| REQUIRED ACTION |
What you return must match every record word for word.

| EXERCISE MATERIALS |
::::::
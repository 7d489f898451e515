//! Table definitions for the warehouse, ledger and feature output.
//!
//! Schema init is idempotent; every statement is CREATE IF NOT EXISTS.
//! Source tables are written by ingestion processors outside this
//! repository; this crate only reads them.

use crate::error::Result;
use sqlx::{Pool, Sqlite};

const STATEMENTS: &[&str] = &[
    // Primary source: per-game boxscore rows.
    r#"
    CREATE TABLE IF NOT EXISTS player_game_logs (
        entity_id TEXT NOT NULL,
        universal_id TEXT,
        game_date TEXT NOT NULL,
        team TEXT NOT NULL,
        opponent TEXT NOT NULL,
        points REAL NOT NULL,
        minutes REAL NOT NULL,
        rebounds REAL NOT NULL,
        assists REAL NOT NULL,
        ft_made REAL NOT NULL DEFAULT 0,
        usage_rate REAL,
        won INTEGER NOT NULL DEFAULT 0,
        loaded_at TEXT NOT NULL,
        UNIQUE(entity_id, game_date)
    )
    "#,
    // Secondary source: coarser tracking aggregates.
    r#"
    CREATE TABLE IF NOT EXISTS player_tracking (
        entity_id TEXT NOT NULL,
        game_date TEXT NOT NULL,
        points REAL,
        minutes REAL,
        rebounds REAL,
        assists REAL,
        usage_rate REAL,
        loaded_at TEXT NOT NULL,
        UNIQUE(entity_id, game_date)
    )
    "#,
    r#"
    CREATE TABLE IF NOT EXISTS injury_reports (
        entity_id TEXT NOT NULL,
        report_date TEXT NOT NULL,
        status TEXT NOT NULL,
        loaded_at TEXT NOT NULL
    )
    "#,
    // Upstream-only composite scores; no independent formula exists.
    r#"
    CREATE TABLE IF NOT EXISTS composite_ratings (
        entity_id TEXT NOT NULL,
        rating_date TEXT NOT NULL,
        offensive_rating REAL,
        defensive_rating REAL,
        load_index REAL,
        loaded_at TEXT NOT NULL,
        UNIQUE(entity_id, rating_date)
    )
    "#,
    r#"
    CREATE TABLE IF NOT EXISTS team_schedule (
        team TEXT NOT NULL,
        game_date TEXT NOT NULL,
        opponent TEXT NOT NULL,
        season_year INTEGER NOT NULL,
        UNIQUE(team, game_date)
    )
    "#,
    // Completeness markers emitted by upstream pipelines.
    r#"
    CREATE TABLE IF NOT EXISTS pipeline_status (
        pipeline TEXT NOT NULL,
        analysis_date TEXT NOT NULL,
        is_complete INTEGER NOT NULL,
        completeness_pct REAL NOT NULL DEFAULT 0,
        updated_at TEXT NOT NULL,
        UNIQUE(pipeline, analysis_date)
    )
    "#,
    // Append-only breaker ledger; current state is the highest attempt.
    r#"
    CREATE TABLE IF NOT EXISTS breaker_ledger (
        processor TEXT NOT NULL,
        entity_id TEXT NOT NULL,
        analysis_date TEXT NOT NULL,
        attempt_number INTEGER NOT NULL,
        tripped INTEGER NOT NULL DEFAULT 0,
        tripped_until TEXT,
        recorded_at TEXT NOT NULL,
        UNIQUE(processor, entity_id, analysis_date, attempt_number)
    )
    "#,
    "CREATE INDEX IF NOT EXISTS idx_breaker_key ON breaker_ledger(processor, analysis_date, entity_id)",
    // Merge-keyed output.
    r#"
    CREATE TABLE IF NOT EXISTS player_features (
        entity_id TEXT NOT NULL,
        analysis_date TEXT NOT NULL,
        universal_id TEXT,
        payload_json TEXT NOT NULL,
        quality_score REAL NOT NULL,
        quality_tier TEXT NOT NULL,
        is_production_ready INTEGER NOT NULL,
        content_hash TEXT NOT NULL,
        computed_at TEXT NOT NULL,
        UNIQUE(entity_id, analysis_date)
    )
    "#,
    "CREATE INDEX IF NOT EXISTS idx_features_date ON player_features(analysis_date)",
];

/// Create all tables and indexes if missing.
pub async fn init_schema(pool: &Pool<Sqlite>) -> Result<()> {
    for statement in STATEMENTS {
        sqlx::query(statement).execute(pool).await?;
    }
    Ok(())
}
::::::
| RESULT |
repository 7d489f898451e515
//! Table definitions for the warehouse, ledger and feature output.
//!
//! Schema init is idempotent; every statement is CREATE IF NOT EXISTS.
//! Source tables are written by ingestion processors outside this
//! repository; this crate only reads them.

use crate::error::Result;
use sqlx::{Pool, Sqlite};

const STATEMENTS: &[&str] = &[
    // Primary source: per-game boxscore rows.
    r#"
    CREATE TABLE IF NOT EXISTS player_game_logs (
        entity_id TEXT NOT NULL,
        universal_id TEXT,
        game_date TEXT NOT NULL,
        team TEXT NOT NULL,
        opponent TEXT NOT NULL,
        points REAL NOT NULL,
        minutes REAL NOT NULL,
        rebounds REAL NOT NULL,
        assists REAL NOT NULL,
        ft_made REAL NOT NULL DEFAULT 0,
        usage_rate REAL,
        won INTEGER NOT NULL DEFAULT 0,
        loaded_at TEXT NOT NULL,
        UNIQUE(entity_id, game_date)
    )
    "#,
    // Secondary source: coarser tracking aggregates.
    r#"
    CREATE TABLE IF NOT EXISTS player_tracking (
        entity_id TEXT NOT NULL,
        game_date TEXT NOT NULL,
        points REAL,
        minutes REAL,
        rebounds REAL,
        assists REAL,
        usage_rate REAL,
        loaded_at TEXT NOT NULL,
        UNIQUE(entity_id, game_date)
    )
    "#,
    r#"
    CREATE TABLE IF NOT EXISTS injury_reports (
        entity_id TEXT NOT NULL,
        report_date TEXT NOT NULL,
        status TEXT NOT NULL,
        loaded_at TEXT NOT NULL
    )
    "#,
    // Upstream-only composite scores; no independent formula exists.
    r#"
    CREATE TABLE IF NOT EXISTS composite_ratings (
        entity_id TEXT NOT NULL,
        rating_date TEXT NOT NULL,
        offensive_rating REAL,
        defensive_rating REAL,
        load_index REAL,
        loaded_at TEXT NOT NULL,
        UNIQUE(entity_id, rating_date)
    )
    "#,
    r#"
    CREATE TABLE IF NOT EXISTS team_schedule (
        team TEXT NOT NULL,
        game_date TEXT NOT NULL,
        opponent TEXT NOT NULL,
        season_year INTEGER NOT NULL,
        UNIQUE(team, game_date)
    )
    "#,
    // Completeness markers emitted by upstream pipelines.
    r#"
    CREATE TABLE IF NOT EXISTS pipeline_status (
        pipeline TEXT NOT NULL,
        analysis_date TEXT NOT NULL,
        is_complete INTEGER NOT NULL,
        completeness_pct REAL NOT NULL DEFAULT 0,
        updated_at TEXT NOT NULL,
        UNIQUE(pipeline, analysis_date)
    )
    "#,
    // Append-only breaker ledger; current state is the highest attempt.
    r#"
    CREATE TABLE IF NOT EXISTS breaker_ledger (
        processor TEXT NOT NULL,
        entity_id TEXT NOT NULL,
        analysis_date TEXT NOT NULL,
        attempt_number INTEGER NOT NULL,
        tripped INTEGER NOT NULL DEFAULT 0,
        tripped_until TEXT,
        recorded_at TEXT NOT NULL,
        UNIQUE(processor, entity_id, analysis_date, attempt_number)
    )
    "#,
    "CREATE INDEX IF NOT EXISTS idx_breaker_key ON breaker_ledger(processor, analysis_date, entity_id)",
    // Merge-keyed output.
    r#"
    CREATE TABLE IF NOT EXISTS player_features (
        entity_id TEXT NOT NULL,
        analysis_date TEXT NOT NULL,
        universal_id TEXT,
        payload_json TEXT NOT NULL,
        quality_score REAL NOT NULL,
        quality_tier TEXT NOT NULL,
        is_production_ready INTEGER NOT NULL,
        content_hash TEXT NOT NULL,
        computed_at TEXT NOT NULL,
        UNIQUE(entity_id, analysis_date)
    )
    "#,
    "CREATE INDEX IF NOT EXISTS idx_features_date ON player_features(analysis_date)",
];

/// Create all tables and indexes if missing.
pub async fn init_schema(pool: &Pool<Sqlite>) -> Result<()> {
    for statement in STATEMENTS {
        sqlx::query(statement).execute(pool).await?;
    }
    Ok(())
}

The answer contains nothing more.